• What to work on: Pick every line out of the entries below that holds the string "free", and report them.

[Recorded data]
_ _ _ _
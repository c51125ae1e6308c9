//! 测试信号源
//!
//! 代替解码器充当生产者：按当前格式生成交织的正弦波。

use std::f32::consts::TAU;

use crate::audio::StreamFormat;

/// 正弦波信号源
#[derive(Debug, Clone)]
pub struct ToneSource {
    format: StreamFormat,
    frequency: f32,
    amplitude: f32,
    // 归一化相位 [0, 1)
    phase: f32,
    step: f32,
}

impl ToneSource {
    pub fn new(format: StreamFormat, frequency: f32) -> Self {
        let mut source = Self {
            format,
            frequency,
            amplitude: 0.5,
            phase: 0.0,
            step: 0.0,
        };
        source.set_format(format);
        source
    }

    /// 切换格式：重新计算相位步进，相位归零
    pub fn set_format(&mut self, format: StreamFormat) {
        self.format = format;
        self.phase = 0.0;
        self.step = if format.sample_rate > 0 {
            self.frequency / format.sample_rate as f32
        } else {
            0.0
        };
    }

    pub fn format(&self) -> StreamFormat {
        self.format
    }

    /// 填充交织样本，返回写入的完整帧数（尾部不足一帧的样本保持不变）
    pub fn fill(&mut self, output: &mut [f32]) -> usize {
        let channels = self.format.samples_per_frame().max(1);
        let mut frames = 0;

        for frame in output.chunks_exact_mut(channels) {
            let value = self.amplitude * (self.phase * TAU).sin();
            frame.fill(value);
            self.phase = (self.phase + self.step).fract();
            frames += 1;
        }
        frames
    }
}

#[cfg(test)]
mod tests {
    use super::*;

    #[test]
    fn test_fill_interleaved() {
        let mut source = ToneSource::new(StreamFormat::new(48000, 2), 1000.0);
        let mut output = [9.0f32; 9];

        assert_eq!(source.fill(&mut output), 4);
        // 相位从 0 开始
        assert_eq!(output[0], 0.0);
        // 同一帧的各声道相同
        for frame in output[..8].chunks_exact(2) {
            assert_eq!(frame[0], frame[1]);
        }
        // 不足一帧的尾部不动
        assert_eq!(output[8], 9.0);
    }

    #[test]
    fn test_quarter_period_peak() {
        // 4 帧一个周期：第 2 帧在 1/4 周期处取峰值
        let mut source = ToneSource::new(StreamFormat::new(4, 1), 1.0);
        let mut output = [0.0f32; 4];
        source.fill(&mut output);
        assert!((output[1] - 0.5).abs() < 1e-6);
        assert!(output.iter().all(|s| s.abs() <= 0.5 + 1e-6));
    }

    #[test]
    fn test_set_format_resets_phase() {
        let mut source = ToneSource::new(StreamFormat::new(44100, 1), 440.0);
        let mut output = [0.0f32; 100];
        source.fill(&mut output);

        source.set_format(StreamFormat::new(48000, 1));
        let mut first = [1.0f32; 1];
        source.fill(&mut first);
        assert_eq!(first[0], 0.0);
        assert_eq!(source.format().sample_rate, 48000);
    }
}
//! 音频传输核心模块
//!
//! 包含：
//! - Ring Buffer: Lock-free 数据传递、generation 复位
//! - Format: 流格式与帧/时长换算
//! - Stats: underrun/overrun 计数与 render 统计

pub mod format;
pub mod ring_buffer;
pub mod stats;

pub use format::StreamFormat;
pub use ring_buffer::{GenerationWatch, RingBuffer, RingBufferError};
pub use stats::{RenderStats, StatsReport, Telemetry, TelemetryMonitor};
//! Frame Ring Library
//!
//! 实时音频传输缓冲区：解码/重采样线程与硬件 render callback 之间的
//! lock-free SPSC 环形缓冲区，以及驱动它的测试引擎。

pub mod audio;
pub mod engine;

pub use audio::{GenerationWatch, RingBuffer, RingBufferError, StreamFormat, Telemetry};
_ _ _ _
• Result:
//! - Ring Buffer: Lock-free 数据传递、generation 复位
//! lock-free SPSC 环形缓冲区，以及驱动它的测试引擎。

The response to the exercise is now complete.